While it does make sense for str() to be able to give some form of printable form for any object, I suppose that I just don't consider something like this:  "b'\\xc3\\xa1'" to be overly useful, at least for any practical purposes. Can anyone think of a situation where you would want a string representation of a bytes object instead of decoding it?

If not, I think it would be more useful for it to either:

1) Raise a TypeError, assume that the user wanted to decode the string but forgot to specify an encoding
2) Implicitly decode the bytes object as UTF-8, assume the user meant str(bytes_obj, encoding='utf-8')

Personally, I'm more in favor of (1) since it's much more explicit and obvious, but I think (2) would at least be more useful than the current behavior.

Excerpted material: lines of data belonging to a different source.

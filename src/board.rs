//! Board-support boundary and the default key layout.

use core::fmt;

use crate::level::{Level, LevelSource};

/// Error returned by a board when it rejects a pin configuration.
#[derive(Debug, Clone, Copy, PartialEq, Eq)]
pub struct PinConfigError;

/// Board-support layer used during registry initialization.
///
/// Configuring a pin yields the level source that samples it. Configuration
/// must be idempotent: applying it to an already configured pin succeeds.
pub trait Board {
    /// Pin identifier used by the board
    type Pin: Copy;
    /// Level source returned for a configured input
    type Input: LevelSource;

    /// Configure `pin` as a digital input with the pull-up enabled
    fn configure_input_pull_up(&mut self, pin: Self::Pin) -> Result<Self::Input, PinConfigError>;
}

/// One logical button of a board layout.
#[derive(Debug, Clone, Copy, PartialEq, Eq)]
pub struct ButtonConfig<P> {
    /// Unique lookup name
    pub name: &'static str,
    /// Pin the button is wired to
    pub pin: P,
    /// Level that means "pressed"
    pub trigger_level: Level,
}

impl<P> ButtonConfig<P> {
    pub const fn new(name: &'static str, pin: P, trigger_level: Level) -> Self {
        Self {
            name,
            pin,
            trigger_level,
        }
    }
}

/// GPIO port of a [`PortPin`].
#[derive(Debug, Clone, Copy, PartialEq, Eq, Hash)]
pub enum Port {
    A,
    B,
    C,
    D,
    E,
}

impl Port {
    pub const fn letter(self) -> char {
        match self {
            Self::A => 'A',
            Self::B => 'B',
            Self::C => 'C',
            Self::D => 'D',
            Self::E => 'E',
        }
    }
}

/// Port and line number of a GPIO pin, rendered as `PC4`.
#[derive(Debug, Clone, Copy, PartialEq, Eq, Hash)]
pub struct PortPin {
    pub port: Port,
    pub number: u8,
}

impl PortPin {
    pub const fn new(port: Port, number: u8) -> Self {
        Self { port, number }
    }
}

impl fmt::Display for PortPin {
    fn fmt(&self, f: &mut fmt::Formatter<'_>) -> fmt::Result {
        write!(f, "P{}{}", self.port.letter(), self.number)
    }
}

/// Number of buttons on the default layout
pub const KEY_COUNT: usize = 6;

/// Keys on the default layout are wired to ground and read low when pressed.
pub const KEY_TRIGGER_LEVEL: Level = Level::Low;

/// Default six-key layout.
pub const KEY_LAYOUT: [ButtonConfig<PortPin>; KEY_COUNT] = [
    ButtonConfig::new("key1", PortPin::new(Port::C, 4), KEY_TRIGGER_LEVEL),
    ButtonConfig::new("key2", PortPin::new(Port::B, 14), KEY_TRIGGER_LEVEL),
    ButtonConfig::new("key3", PortPin::new(Port::A, 0), KEY_TRIGGER_LEVEL),
    ButtonConfig::new("key4", PortPin::new(Port::A, 8), KEY_TRIGGER_LEVEL),
    ButtonConfig::new("key5", PortPin::new(Port::B, 7), KEY_TRIGGER_LEVEL),
    ButtonConfig::new("key6", PortPin::new(Port::A, 15), KEY_TRIGGER_LEVEL),
];

/// Find the configured pin of a button on a layout
pub fn pin_of<P: Copy>(layout: &[ButtonConfig<P>], name: &str) -> Option<P> {
    layout
        .iter()
        .find(|config| config.name == name)
        .map(|config| config.pin)
}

On Sun, Dec 15, 2019 at 8:13 PM Chris Angelico <rosuav@gmail.com> wrote:
On Mon, Dec 16, 2019 at 12:00 PM Kyle Stanley <aeros167@gmail.com> wrote:
> On a related note though, I'm not a fan of this behavior:
> >>> str(b'\xc3\xa1')
> "b'\\xc3\\xa1'"
>
> Passing a bytes object to str() without specifying an encoding seems like a mistake, I honestly don't see how this ("b'\\xc3\\xa1'") would even be useful in any capacity. I would expect this to instead raise a TypeError, similar to passing a string to bytes() without specifying an encoding:
> >>> bytes('á')
> ...
> TypeError: string argument without an encoding
>
> I'd much prefer to see something like this:
> >>> str(b'\xc3\xa1')
> ...
> TypeError: bytes argument without an encoding
>
> Is there some use case for returning "b'\\xc3\\xa1'" from this operation that I'm not seeing? To me, it seems equally, if not more confusing and pointless than returning an empty string from str(errors='strict') or some other combination of *errors* and *encoding* kwargs without passing an object.
>

ANY object can be passed to str() in order to get some sort of valid
printable form. The awkwardness comes from the fact that str()
performs double duty - it's both "give me a printable form of this
object" and "decode these bytes into text". With an actual bytes
object, I always prefer b.decode(...) to str(b, encoding=...). But the
one-arg form of str() needs to be able to represent a bytes object in
some way, just as it can represent an int, a Fraction, or a list.